Coisas rubras ao redor das árvores se abraçam com as minhas aspirações
inexistentes, estranhamente velhas, nunca-vistamente verdes. E quem é que me
observa? Porém quem é que toca o Réquiem Op.45 de Brahms. Sim, porque vibra
essa obra em meus tímpanos, mas não sei de onde ela nasce.
Ainda não é
noite, é quase. Subindo, eu fito a noite se menstruando de onde partem
sussurros e músicas em surdina, e cantos de despedaçados espíritos, e sonhos de
amores fatais, febres de inflamações cardíacas, tragédias de sublimes
arquétipos do espaço infinito, da eternidade que assombra, de beijos sanguíneos
na boca, na língua, que pairam nos dilacerados outonos entristecidos. Vejo
olhos em todos os cantos, em todos os rios, em todas as matas, em todos os céus,
em todos os seres! Quem é que me observa? E quem é que toca Brahms? Quem é que
toca Brahms numa tormenta apocalíptica, a febre de Brahms, a fúria de Brahms, o
sonho de Brahms! Quem é que toca Brahms, quem é que me observa? A Tristeza? A Tragédia?

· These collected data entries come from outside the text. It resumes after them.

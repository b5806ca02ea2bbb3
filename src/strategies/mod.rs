pub mod dump;
pub mod export;
pub mod plan;

pub use dump::{DumpStrategy, DumpTool};
pub use export::ExportStrategy;
pub use plan::{CommandPlan, Invocation, StagedExport};

use crate::config::{BackupJob, DatabaseType, ExecutionMethod};
use crate::error::BackupError;
use crate::utils::executor::CommandExecutor;

/// Trait for backup strategies
pub trait BackupStrategy {
    /// Build the command plan for a job, without side effects
    fn build(&self, job: &BackupJob) -> Result<CommandPlan, BackupError>;

    /// Run a plan built by this strategy
    fn execute(&self, plan: &CommandPlan, executor: &dyn CommandExecutor) -> Result<(), BackupError> {
        plan.execute(executor)
    }

    /// Get strategy name (for logging)
    fn name(&self) -> &'static str;
}

/// Strategy for one cell of the type × method matrix
pub fn strategy_for(db_type: DatabaseType, method: ExecutionMethod) -> Box<dyn BackupStrategy> {
    match (db_type, method) {
        (DatabaseType::Postgres, method) => Box::new(DumpStrategy::new(DumpTool::PgDump, method)),
        (DatabaseType::Mysql, method) => Box::new(DumpStrategy::new(DumpTool::MysqlDump, method)),
        (DatabaseType::Mariadb, method) => {
            Box::new(DumpStrategy::new(DumpTool::MariadbDump, method))
        }
        (DatabaseType::Mongodb, method) => Box::new(ExportStrategy::new(method)),
    }
}

/// Parse the job's type and method and pick its strategy
pub fn resolve(job: &BackupJob) -> Result<(DatabaseType, Box<dyn BackupStrategy>), BackupError> {
    let db_type = job.database_type()?;
    let method = job.execution_method()?;
    job.check_credentials()?;
    Ok((db_type, strategy_for(db_type, method)))
}

/// Build the plan for a job in one step
pub fn build_plan(job: &BackupJob) -> Result<CommandPlan, BackupError> {
    let (_, strategy) = resolve(job)?;
    strategy.build(job)
}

A Paz? A Força? A Paixão? A Tempestade? De Brahms? Que jamais se rende, que
jamais se verga, que jamais se entrega!
Sim,
porque vibra a Sinfonia nº. 4 de Brahms em meus tímpanos, e agora eu sei de
onde ela nasce... É tu que tocas, é tu que me observas...
É
Noite. E pela primeira vez sinto medo, pois estou no escuro da Noite e sei
que é tu que me observas... Eu sigo meu caminho, olhando-te, somente com a lâmpada
daquela nota em dó menor...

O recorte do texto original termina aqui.